Dataset entries
┄┄┄┄┄┄
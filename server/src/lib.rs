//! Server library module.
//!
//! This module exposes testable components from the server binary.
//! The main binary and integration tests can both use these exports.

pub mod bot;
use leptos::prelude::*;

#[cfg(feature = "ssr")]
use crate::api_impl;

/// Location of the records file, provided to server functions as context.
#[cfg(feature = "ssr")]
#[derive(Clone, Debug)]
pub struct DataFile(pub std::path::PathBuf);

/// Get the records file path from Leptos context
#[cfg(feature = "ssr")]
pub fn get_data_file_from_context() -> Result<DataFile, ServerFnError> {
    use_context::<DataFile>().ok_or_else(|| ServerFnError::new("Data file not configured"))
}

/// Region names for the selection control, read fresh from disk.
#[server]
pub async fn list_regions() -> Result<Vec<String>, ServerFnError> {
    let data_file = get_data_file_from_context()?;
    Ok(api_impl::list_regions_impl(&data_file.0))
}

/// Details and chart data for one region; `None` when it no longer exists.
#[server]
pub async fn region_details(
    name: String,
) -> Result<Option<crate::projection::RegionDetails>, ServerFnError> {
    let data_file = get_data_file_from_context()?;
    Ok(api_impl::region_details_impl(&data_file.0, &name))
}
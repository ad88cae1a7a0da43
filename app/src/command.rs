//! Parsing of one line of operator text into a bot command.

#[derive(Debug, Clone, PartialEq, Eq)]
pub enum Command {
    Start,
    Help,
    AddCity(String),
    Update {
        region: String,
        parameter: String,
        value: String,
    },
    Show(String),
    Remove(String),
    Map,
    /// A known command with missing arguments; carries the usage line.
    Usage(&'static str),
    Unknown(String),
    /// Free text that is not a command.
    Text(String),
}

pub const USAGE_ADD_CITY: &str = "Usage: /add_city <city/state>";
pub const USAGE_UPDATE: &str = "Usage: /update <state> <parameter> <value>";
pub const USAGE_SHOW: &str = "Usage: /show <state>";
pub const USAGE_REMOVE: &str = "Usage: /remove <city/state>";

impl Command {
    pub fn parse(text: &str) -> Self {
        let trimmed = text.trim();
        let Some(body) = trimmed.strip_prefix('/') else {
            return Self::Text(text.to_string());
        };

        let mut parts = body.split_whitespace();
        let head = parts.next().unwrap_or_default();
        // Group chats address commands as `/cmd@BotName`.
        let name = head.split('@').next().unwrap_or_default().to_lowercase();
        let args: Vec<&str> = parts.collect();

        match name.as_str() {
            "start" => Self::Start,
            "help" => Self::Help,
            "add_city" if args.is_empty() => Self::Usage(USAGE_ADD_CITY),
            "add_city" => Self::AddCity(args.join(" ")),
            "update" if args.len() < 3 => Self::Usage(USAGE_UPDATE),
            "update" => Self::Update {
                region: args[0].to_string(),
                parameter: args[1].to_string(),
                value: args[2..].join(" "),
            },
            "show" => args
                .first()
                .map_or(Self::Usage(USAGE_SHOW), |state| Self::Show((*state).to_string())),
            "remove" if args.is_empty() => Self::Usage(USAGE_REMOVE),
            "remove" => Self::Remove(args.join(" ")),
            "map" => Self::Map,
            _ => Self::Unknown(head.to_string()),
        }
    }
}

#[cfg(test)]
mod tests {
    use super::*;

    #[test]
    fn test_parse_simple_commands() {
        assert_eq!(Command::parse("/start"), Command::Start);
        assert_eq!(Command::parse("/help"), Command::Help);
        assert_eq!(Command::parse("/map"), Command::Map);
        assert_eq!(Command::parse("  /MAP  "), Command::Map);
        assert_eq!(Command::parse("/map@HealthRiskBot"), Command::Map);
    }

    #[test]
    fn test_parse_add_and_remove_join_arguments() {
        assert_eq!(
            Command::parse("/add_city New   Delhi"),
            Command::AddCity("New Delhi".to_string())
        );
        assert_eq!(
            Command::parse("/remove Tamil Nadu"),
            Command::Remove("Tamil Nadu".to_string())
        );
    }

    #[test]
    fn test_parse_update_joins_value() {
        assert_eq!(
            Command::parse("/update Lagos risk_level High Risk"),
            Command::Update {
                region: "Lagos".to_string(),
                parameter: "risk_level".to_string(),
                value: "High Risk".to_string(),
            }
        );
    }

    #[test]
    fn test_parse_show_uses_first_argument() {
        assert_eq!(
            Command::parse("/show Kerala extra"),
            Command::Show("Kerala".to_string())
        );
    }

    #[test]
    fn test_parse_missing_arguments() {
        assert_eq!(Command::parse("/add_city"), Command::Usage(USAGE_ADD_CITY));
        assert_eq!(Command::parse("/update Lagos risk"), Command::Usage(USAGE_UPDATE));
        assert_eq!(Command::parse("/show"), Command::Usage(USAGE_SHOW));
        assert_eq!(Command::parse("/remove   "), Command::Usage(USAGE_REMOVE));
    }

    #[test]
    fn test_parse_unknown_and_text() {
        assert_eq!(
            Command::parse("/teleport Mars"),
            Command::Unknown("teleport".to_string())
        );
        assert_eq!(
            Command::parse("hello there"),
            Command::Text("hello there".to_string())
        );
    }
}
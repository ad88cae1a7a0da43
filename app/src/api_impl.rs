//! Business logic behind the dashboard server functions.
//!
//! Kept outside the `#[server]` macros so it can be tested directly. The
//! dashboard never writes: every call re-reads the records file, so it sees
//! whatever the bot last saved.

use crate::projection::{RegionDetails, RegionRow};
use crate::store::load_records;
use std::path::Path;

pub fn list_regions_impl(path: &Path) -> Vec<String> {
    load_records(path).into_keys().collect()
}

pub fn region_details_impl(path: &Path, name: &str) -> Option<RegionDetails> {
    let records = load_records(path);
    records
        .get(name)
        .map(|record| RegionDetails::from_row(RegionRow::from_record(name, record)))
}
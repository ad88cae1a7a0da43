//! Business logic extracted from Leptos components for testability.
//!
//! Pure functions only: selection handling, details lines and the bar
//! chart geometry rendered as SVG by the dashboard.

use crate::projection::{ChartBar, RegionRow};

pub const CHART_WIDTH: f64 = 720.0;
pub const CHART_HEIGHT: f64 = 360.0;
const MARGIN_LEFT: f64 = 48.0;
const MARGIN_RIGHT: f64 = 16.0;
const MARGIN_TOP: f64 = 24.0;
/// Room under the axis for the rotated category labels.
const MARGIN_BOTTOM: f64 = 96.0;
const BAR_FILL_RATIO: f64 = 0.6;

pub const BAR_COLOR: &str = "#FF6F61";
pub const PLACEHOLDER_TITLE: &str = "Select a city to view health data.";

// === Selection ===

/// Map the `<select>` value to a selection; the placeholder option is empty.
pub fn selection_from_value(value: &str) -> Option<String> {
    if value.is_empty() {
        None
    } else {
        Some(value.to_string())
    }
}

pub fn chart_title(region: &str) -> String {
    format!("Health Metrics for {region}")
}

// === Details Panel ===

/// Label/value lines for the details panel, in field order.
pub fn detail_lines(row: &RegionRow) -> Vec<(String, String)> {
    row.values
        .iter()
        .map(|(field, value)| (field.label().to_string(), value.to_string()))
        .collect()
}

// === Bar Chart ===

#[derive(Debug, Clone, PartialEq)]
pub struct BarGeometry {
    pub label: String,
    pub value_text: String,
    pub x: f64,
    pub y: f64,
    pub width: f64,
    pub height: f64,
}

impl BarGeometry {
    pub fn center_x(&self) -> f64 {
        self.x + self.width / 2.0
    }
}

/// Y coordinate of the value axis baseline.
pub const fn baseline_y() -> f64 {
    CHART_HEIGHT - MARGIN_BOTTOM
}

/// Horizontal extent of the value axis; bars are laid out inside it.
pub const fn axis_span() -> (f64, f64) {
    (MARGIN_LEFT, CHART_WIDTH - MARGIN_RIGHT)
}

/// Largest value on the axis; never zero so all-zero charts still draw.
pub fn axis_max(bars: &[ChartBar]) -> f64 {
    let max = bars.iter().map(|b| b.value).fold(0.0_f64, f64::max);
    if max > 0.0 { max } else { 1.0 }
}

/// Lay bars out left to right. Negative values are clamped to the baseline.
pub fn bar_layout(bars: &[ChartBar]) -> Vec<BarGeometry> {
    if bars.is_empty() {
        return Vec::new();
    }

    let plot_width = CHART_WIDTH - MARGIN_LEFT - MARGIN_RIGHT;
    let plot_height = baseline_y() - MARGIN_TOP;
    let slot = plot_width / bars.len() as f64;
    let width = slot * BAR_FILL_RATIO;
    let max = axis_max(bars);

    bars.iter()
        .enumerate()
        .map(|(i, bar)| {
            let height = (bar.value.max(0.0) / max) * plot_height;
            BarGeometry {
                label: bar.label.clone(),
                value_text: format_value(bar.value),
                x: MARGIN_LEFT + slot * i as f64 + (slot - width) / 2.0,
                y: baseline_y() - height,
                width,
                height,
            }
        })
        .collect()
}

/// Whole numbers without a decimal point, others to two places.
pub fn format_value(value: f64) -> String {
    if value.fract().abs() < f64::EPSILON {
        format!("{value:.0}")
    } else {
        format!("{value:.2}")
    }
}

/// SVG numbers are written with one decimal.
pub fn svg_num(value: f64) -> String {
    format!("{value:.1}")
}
┄┄┄┄┄┄
→ **Task objective**
Filter the lines above, keeping each one that contains the string "Result".

→ **Worked solution**
pub fn get_data_file_from_context() -> Result<DataFile, ServerFnError> {
pub async fn list_regions() -> Result<Vec<String>, ServerFnError> {
) -> Result<Option<crate::projection::RegionDetails>, ServerFnError> {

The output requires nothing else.